* [PROBLEM TO SOLVE]:
For the word "intersection", report how many lines of the records below contain it, and nothing more.

--------------------

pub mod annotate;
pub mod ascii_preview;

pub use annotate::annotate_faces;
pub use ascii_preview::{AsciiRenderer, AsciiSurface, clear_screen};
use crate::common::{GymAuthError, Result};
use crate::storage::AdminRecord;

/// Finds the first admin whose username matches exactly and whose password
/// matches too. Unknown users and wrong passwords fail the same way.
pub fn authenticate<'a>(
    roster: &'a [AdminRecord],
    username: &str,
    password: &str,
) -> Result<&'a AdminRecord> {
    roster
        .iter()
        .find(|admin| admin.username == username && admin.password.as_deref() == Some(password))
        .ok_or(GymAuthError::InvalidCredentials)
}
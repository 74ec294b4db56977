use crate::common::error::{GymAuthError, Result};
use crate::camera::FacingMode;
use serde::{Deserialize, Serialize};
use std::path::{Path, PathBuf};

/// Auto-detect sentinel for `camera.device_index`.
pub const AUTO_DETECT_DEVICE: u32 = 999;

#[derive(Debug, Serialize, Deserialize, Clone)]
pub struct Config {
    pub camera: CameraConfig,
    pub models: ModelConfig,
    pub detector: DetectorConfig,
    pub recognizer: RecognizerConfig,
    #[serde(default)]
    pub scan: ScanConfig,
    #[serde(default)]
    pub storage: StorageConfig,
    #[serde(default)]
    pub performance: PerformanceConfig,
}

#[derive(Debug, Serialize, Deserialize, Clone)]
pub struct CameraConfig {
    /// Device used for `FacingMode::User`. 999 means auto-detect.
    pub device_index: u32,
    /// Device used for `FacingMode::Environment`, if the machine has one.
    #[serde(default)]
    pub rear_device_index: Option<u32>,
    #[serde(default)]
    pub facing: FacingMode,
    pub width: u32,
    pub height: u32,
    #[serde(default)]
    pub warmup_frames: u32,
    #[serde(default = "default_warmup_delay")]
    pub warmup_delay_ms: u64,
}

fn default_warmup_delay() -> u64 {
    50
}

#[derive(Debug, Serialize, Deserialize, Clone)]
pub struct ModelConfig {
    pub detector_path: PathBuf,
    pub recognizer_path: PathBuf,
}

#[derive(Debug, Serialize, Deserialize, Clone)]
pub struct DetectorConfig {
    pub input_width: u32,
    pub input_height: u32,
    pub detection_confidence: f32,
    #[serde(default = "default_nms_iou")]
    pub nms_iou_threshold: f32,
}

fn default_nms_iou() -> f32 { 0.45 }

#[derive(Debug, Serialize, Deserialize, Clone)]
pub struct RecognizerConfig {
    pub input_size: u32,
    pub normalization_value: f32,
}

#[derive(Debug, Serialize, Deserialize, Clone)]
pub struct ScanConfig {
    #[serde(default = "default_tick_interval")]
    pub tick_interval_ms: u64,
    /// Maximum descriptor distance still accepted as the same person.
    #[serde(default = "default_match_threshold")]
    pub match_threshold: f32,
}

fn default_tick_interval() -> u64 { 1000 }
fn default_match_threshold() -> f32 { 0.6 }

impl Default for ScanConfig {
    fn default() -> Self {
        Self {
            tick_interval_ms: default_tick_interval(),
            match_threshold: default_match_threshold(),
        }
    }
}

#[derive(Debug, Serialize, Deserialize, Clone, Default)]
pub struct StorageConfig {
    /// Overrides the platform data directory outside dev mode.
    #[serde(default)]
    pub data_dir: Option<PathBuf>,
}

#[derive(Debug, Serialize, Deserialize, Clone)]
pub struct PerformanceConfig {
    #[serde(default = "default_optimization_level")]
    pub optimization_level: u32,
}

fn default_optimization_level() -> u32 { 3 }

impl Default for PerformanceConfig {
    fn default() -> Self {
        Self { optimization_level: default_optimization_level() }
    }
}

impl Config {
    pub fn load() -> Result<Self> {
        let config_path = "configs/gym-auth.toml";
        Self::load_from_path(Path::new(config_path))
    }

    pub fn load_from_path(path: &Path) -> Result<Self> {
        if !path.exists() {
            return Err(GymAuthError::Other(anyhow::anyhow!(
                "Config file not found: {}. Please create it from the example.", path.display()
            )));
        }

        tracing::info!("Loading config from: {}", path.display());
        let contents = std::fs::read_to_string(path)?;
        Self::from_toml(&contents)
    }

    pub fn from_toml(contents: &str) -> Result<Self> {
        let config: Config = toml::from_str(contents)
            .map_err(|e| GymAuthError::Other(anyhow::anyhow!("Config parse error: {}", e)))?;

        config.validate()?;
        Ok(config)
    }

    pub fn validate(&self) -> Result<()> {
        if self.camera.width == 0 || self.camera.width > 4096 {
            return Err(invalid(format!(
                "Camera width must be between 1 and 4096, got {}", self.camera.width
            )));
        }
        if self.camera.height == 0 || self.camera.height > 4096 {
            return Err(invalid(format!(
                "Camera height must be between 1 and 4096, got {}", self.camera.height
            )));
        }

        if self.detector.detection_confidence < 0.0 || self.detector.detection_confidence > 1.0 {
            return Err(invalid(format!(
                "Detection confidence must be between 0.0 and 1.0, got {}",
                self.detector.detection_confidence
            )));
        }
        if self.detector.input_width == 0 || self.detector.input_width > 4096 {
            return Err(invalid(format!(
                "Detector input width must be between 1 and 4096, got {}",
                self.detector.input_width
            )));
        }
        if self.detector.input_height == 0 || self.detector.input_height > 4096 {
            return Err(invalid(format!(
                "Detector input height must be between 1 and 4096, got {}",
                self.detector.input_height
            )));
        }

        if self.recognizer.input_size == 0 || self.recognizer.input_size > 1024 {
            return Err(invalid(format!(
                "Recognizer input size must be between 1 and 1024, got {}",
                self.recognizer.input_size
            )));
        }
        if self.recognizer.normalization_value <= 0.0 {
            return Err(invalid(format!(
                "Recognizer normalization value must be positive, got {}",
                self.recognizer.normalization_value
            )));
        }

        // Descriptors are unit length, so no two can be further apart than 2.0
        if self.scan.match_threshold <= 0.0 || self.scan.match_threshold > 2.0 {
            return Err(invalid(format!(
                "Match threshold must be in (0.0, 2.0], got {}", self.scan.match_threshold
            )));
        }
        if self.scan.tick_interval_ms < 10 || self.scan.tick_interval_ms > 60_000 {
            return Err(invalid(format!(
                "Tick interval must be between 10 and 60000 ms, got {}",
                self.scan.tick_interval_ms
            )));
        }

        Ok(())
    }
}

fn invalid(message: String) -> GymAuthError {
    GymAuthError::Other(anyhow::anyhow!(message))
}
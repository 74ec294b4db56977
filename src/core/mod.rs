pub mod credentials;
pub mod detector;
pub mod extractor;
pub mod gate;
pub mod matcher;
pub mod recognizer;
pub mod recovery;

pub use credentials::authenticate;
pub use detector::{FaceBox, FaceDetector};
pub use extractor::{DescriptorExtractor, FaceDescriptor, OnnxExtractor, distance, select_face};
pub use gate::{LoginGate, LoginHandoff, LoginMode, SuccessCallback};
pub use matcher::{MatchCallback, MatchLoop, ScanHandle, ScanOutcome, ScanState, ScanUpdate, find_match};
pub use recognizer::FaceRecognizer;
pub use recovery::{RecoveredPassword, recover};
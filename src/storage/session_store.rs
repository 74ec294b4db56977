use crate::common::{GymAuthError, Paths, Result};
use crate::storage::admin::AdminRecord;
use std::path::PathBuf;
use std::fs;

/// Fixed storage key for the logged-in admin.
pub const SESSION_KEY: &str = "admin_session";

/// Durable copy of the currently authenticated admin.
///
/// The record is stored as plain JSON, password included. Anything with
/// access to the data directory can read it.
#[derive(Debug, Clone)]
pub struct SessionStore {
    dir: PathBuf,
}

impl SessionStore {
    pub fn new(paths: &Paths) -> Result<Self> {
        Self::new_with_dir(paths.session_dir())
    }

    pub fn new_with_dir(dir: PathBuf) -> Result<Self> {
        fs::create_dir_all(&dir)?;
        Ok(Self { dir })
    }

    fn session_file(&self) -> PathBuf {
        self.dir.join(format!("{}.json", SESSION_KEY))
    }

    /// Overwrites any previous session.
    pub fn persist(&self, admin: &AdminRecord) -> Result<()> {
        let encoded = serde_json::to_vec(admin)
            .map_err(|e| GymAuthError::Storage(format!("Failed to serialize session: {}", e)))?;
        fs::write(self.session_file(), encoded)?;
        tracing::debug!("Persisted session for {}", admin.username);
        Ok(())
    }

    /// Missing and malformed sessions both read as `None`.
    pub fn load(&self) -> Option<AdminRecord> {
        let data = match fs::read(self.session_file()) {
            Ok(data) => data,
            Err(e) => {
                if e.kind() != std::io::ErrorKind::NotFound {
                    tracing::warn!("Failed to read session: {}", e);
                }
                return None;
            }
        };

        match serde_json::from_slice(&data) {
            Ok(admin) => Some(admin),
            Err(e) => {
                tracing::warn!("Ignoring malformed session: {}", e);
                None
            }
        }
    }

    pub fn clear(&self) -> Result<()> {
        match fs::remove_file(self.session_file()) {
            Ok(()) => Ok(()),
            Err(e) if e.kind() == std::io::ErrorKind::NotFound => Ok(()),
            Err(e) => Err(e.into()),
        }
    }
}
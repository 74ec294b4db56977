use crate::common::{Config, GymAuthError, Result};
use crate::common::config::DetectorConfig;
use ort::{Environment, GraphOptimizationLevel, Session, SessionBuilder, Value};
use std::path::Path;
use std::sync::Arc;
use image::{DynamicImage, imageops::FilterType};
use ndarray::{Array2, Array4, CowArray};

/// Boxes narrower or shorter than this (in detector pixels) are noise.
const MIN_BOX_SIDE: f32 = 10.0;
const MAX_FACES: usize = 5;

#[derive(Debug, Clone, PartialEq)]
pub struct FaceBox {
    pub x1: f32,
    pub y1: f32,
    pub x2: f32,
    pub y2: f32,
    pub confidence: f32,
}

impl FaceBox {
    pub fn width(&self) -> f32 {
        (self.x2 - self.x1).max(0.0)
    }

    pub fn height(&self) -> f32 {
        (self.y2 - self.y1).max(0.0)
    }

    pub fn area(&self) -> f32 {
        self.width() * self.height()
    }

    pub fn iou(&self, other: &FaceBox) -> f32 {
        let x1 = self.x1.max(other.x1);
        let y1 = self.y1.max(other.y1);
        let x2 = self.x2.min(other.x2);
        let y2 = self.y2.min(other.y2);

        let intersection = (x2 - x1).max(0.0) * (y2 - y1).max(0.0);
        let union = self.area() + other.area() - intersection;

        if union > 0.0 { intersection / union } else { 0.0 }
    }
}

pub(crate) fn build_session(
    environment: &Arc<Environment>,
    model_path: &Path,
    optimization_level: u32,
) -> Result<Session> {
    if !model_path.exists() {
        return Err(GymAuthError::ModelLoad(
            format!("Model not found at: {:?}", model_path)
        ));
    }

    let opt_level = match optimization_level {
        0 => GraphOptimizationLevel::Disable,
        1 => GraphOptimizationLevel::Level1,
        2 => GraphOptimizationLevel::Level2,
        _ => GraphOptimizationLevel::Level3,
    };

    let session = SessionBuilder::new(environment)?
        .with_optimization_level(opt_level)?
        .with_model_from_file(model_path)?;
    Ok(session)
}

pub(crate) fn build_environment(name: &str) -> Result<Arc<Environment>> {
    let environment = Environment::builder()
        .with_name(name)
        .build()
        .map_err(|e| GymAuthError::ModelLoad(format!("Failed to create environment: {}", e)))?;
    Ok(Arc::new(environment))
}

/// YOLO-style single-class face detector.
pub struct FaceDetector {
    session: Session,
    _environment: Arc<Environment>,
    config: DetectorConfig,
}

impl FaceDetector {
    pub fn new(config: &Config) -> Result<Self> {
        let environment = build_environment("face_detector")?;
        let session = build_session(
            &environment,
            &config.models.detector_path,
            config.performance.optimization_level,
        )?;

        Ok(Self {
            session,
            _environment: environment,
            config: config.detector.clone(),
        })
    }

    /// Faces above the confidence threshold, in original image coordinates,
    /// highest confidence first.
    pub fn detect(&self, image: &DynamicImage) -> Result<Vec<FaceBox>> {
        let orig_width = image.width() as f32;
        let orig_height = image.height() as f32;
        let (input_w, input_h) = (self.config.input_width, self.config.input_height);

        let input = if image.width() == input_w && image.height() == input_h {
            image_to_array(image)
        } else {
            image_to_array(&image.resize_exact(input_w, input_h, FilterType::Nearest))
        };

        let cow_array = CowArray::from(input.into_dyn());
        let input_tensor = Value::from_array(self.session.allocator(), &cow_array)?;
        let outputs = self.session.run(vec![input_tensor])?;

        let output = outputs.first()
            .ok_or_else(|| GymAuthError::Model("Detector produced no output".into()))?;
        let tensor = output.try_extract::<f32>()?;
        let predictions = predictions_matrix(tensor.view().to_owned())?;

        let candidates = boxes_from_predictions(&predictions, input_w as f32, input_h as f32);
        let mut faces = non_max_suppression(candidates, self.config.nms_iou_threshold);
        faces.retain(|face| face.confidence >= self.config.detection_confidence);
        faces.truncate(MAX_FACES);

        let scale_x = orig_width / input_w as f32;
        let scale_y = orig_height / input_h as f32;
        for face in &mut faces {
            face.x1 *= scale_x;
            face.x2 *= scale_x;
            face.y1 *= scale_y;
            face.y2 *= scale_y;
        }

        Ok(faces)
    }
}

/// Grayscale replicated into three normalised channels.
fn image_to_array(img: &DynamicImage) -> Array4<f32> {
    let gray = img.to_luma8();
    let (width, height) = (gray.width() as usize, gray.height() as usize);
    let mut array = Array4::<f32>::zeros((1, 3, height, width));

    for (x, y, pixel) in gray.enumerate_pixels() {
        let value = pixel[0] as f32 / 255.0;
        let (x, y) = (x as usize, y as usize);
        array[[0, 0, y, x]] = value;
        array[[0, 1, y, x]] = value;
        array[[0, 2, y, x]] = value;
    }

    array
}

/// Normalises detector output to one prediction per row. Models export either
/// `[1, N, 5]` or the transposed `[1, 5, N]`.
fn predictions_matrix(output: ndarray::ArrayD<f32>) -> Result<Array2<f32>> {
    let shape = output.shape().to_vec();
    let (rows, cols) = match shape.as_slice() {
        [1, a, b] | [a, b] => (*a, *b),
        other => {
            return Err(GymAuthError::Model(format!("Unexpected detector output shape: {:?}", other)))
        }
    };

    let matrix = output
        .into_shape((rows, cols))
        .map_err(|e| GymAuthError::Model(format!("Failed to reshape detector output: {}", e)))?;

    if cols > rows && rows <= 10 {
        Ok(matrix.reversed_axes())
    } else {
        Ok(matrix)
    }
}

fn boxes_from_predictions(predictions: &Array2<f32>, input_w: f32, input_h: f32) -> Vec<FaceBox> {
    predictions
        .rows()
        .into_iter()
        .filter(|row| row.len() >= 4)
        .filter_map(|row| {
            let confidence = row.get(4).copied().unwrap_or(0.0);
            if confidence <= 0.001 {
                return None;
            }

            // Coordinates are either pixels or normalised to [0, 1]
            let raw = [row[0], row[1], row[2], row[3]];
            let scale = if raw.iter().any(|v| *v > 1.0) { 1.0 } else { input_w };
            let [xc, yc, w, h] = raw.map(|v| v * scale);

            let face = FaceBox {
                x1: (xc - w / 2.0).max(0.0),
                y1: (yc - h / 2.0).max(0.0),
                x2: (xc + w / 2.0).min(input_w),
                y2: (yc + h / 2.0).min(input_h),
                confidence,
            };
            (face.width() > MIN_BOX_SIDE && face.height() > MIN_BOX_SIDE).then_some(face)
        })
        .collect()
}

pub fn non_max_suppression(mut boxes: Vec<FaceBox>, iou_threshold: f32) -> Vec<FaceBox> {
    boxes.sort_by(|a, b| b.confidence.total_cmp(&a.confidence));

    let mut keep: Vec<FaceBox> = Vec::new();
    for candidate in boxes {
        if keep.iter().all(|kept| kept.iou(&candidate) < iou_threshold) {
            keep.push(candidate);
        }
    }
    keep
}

--------------------

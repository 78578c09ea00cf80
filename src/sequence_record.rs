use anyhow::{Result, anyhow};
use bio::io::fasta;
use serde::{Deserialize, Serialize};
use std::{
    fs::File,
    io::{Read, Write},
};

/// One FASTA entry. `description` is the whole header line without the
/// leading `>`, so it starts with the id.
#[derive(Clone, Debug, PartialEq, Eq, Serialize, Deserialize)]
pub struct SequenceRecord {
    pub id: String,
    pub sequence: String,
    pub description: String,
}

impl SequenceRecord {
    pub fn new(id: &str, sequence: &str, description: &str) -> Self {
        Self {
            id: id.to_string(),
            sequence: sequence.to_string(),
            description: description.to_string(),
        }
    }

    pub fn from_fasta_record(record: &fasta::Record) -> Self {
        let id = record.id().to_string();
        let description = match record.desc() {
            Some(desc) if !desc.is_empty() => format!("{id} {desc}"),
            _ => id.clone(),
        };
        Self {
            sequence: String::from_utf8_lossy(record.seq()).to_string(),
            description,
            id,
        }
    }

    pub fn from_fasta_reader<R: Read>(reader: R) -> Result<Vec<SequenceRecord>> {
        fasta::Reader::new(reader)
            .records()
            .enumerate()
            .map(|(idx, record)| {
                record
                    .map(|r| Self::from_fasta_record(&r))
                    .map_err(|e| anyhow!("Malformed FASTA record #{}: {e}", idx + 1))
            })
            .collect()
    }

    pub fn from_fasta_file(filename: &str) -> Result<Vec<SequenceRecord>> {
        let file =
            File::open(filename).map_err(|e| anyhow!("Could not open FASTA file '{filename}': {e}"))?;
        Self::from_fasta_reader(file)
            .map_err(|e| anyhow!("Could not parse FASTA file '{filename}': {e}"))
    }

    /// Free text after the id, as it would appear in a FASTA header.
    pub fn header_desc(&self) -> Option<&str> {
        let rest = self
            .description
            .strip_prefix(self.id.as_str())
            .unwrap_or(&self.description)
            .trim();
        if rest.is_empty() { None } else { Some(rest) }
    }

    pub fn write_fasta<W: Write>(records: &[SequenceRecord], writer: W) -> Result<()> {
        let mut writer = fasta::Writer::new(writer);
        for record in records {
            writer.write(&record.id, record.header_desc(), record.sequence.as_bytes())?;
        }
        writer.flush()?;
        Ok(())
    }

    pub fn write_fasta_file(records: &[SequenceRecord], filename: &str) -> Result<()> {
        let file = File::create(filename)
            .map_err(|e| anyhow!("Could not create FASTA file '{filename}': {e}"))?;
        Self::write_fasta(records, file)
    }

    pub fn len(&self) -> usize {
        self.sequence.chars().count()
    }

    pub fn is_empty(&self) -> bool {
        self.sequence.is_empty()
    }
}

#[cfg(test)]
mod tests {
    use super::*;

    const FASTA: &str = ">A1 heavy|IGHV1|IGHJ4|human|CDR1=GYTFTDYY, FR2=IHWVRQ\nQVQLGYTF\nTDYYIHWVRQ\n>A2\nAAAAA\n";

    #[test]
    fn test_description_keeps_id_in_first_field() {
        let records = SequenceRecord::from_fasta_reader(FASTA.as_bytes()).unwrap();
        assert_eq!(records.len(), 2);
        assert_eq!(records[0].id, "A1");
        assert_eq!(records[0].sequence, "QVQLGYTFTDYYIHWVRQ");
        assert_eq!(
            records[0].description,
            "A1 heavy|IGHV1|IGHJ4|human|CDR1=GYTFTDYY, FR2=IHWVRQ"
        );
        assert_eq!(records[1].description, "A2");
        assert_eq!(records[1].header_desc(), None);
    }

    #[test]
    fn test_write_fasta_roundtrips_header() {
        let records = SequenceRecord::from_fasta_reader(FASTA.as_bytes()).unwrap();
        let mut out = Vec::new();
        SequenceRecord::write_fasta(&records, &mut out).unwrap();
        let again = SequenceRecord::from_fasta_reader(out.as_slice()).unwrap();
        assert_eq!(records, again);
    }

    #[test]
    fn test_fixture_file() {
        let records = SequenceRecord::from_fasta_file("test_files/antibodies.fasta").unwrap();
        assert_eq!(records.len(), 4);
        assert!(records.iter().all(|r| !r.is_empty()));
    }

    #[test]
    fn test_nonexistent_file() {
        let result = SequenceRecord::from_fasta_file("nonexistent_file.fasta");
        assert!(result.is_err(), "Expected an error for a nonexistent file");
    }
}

--------------------

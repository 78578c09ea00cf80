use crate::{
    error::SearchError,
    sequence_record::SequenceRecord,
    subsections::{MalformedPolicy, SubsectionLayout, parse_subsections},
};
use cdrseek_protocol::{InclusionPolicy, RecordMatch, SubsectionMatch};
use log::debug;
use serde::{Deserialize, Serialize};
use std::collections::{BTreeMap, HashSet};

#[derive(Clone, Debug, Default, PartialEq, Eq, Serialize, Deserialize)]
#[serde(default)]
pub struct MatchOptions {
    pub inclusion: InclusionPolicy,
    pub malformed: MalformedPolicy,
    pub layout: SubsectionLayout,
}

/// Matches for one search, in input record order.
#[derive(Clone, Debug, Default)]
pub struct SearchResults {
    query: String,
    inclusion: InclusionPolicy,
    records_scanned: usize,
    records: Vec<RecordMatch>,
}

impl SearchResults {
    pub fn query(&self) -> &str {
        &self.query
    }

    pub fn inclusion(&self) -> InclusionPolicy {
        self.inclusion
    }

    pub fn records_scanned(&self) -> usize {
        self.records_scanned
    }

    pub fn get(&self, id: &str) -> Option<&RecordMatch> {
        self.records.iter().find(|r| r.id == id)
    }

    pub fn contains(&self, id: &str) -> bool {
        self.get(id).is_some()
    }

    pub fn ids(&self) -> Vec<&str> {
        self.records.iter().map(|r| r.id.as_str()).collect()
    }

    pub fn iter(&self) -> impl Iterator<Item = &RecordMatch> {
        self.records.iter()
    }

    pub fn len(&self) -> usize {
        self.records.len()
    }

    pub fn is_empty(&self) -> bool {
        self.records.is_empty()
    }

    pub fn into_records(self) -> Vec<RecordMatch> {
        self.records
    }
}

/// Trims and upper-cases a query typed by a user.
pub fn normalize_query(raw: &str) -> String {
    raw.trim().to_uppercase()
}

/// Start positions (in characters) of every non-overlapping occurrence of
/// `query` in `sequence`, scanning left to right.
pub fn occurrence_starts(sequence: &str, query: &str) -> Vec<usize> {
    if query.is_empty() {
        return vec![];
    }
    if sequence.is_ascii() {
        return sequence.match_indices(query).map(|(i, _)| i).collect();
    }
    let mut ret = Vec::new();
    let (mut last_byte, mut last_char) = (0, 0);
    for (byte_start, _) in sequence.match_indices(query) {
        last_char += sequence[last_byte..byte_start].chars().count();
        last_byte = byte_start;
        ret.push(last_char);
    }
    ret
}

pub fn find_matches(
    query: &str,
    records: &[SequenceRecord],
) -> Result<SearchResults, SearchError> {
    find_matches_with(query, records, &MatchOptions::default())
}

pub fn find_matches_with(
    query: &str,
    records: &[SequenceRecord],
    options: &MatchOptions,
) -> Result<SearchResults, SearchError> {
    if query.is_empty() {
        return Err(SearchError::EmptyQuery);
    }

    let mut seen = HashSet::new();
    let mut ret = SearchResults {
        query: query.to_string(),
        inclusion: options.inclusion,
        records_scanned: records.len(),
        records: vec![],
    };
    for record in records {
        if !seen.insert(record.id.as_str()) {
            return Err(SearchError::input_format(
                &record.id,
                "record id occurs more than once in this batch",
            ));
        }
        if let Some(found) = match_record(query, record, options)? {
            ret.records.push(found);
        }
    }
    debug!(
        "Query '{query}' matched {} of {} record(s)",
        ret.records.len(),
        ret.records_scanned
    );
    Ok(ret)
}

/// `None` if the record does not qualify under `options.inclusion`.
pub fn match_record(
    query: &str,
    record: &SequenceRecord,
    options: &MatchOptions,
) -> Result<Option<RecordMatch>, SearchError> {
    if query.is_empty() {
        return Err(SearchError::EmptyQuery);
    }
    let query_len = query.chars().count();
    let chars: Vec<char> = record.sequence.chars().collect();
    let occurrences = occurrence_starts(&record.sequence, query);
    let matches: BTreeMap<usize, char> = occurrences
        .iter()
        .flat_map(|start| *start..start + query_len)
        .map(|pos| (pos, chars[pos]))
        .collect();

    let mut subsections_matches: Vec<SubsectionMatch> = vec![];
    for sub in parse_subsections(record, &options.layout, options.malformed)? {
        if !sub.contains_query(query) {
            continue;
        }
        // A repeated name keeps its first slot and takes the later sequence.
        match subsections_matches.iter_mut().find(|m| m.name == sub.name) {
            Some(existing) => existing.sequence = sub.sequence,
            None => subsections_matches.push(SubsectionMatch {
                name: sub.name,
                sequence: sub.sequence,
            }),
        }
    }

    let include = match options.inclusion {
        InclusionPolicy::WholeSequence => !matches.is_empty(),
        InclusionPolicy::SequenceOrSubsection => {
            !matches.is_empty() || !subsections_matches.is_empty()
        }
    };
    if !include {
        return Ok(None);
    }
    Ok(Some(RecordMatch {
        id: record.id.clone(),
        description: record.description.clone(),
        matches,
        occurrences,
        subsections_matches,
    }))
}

--------------------

* [TASK ANSWER]:
3